- [WORK ITEM]:
Would you filter these records and copy every line that has the word "None"?

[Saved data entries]
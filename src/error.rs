use std::path::{Path, PathBuf};

use thiserror::Error;

#[derive(Error, Debug)]
pub enum Error {
    #[error("I/O error: {0}")]
    Io(#[from] std::io::Error),

    #[error("Image error: {0}")]
    Image(#[from] image::ImageError),

    #[error("Failed to load assets from {dir}: {reason}", dir = path.display())]
    AssetLoad {
        path: PathBuf,
        reason: AssetLoadReason,
    },

    #[error("Config parse error: {0}")]
    Config(#[from] serde_json::Error),

    #[error("Invalid config: {0}")]
    InvalidConfig(String),

    #[error("Face detector error: {0}")]
    Detector(String),

    #[error("Capture error: {0}")]
    Capture(String),
}

/// Why an asset directory could not be turned into a store.
#[derive(Error, Debug, Clone, PartialEq, Eq)]
pub enum AssetLoadReason {
    #[error("directory not found")]
    Missing,

    #[error("not a directory")]
    NotADirectory,

    #[error("directory could not be read ({0})")]
    Unreadable(String),

    #[error("no loadable images")]
    Empty,

    #[error("cannot decode {file}: {message}")]
    Decode { file: String, message: String },
}

impl Error {
    pub(crate) fn asset_load<P: AsRef<Path>>(path: P, reason: AssetLoadReason) -> Self {
        Self::AssetLoad {
            path: path.as_ref().to_path_buf(),
            reason,
        }
    }
}

pub type Result<T> = std::result::Result<T, Error>;
//! Keyboard command surface.

use std::collections::HashMap;

use serde::{Deserialize, Serialize};

use crate::asset::Direction;
use crate::error::{Error, Result};
use crate::filter::FilterKind;
use crate::session::Mode;

#[derive(Debug, Clone, Copy, PartialEq, Eq)]
pub enum Command {
    Cycle { kind: FilterKind, direction: Direction },
    Toggle,
    Quit,
}

/// Next/previous keys for one filter kind.
#[derive(Debug, Clone, Copy, PartialEq, Eq, Serialize, Deserialize)]
pub struct KeyPair {
    pub next: char,
    pub prev: char,
}

impl KeyPair {
    pub const fn new(next: char, prev: char) -> Self {
        Self { next, prev }
    }
}

#[derive(Debug, Clone, PartialEq, Eq, Serialize, Deserialize)]
#[serde(default)]
pub struct KeyBindings {
    pub glasses: KeyPair,
    pub hat: KeyPair,
    pub nose: KeyPair,
    pub mouth: KeyPair,
    pub face: KeyPair,
    pub toggle: char,
    pub quit: char,
}

impl Default for KeyBindings {
    fn default() -> Self {
        Self {
            glasses: KeyPair::new('d', 'a'),
            hat: KeyPair::new('e', 'q'),
            nose: KeyPair::new('w', 's'),
            mouth: KeyPair::new('c', 'z'),
            face: KeyPair::new('m', 'n'),
            toggle: 'f',
            quit: 'l',
        }
    }
}

impl KeyBindings {
    pub fn pair(&self, kind: FilterKind) -> KeyPair {
        match kind {
            FilterKind::Glasses => self.glasses,
            FilterKind::Hat => self.hat,
            FilterKind::Nose => self.nose,
            FilterKind::Mouth => self.mouth,
            FilterKind::FaceMask => self.face,
        }
    }

    /// Every key must map to exactly one action.
    pub fn validate(&self) -> Result<()> {
        let mut seen: HashMap<char, String> = HashMap::new();
        let mut bind = |key: char, action: String| match seen.insert(key, action.clone()) {
            Some(previous) => Err(Error::InvalidConfig(format!(
                "key '{key}' bound to both {previous} and {action}"
            ))),
            None => Ok(()),
        };

        for kind in FilterKind::ALL {
            let pair = self.pair(kind);
            bind(pair.next, format!("{kind} next"))?;
            bind(pair.prev, format!("{kind} prev"))?;
        }
        bind(self.toggle, "toggle".into())?;
        bind(self.quit, "quit".into())
    }
}

/// Maps key presses to session commands.
#[derive(Debug, Clone, Default)]
pub struct InputController {
    bindings: KeyBindings,
}

impl InputController {
    pub fn new(bindings: KeyBindings) -> Self {
        Self { bindings }
    }

    pub fn bindings(&self) -> &KeyBindings {
        &self.bindings
    }

    /// The command for `key` in `mode`, if any.
    ///
    /// Cycle keys only resolve for kinds that are live in `mode`; toggle and
    /// quit always resolve. Unbound keys give `None`.
    pub fn command(&self, key: char, mode: Mode) -> Option<Command> {
        if key == self.bindings.toggle {
            return Some(Command::Toggle);
        }
        if key == self.bindings.quit {
            return Some(Command::Quit);
        }

        mode.kinds().iter().find_map(|&kind| {
            let pair = self.bindings.pair(kind);
            let direction = if key == pair.next {
                Direction::Next
            } else if key == pair.prev {
                Direction::Prev
            } else {
                return None;
            };
            Some(Command::Cycle { kind, direction })
        })
    }
}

- [RESPONSE TO THIS TASK]:
            None => Ok(()),
    /// quit always resolve. Unbound keys give `None`.
                return None;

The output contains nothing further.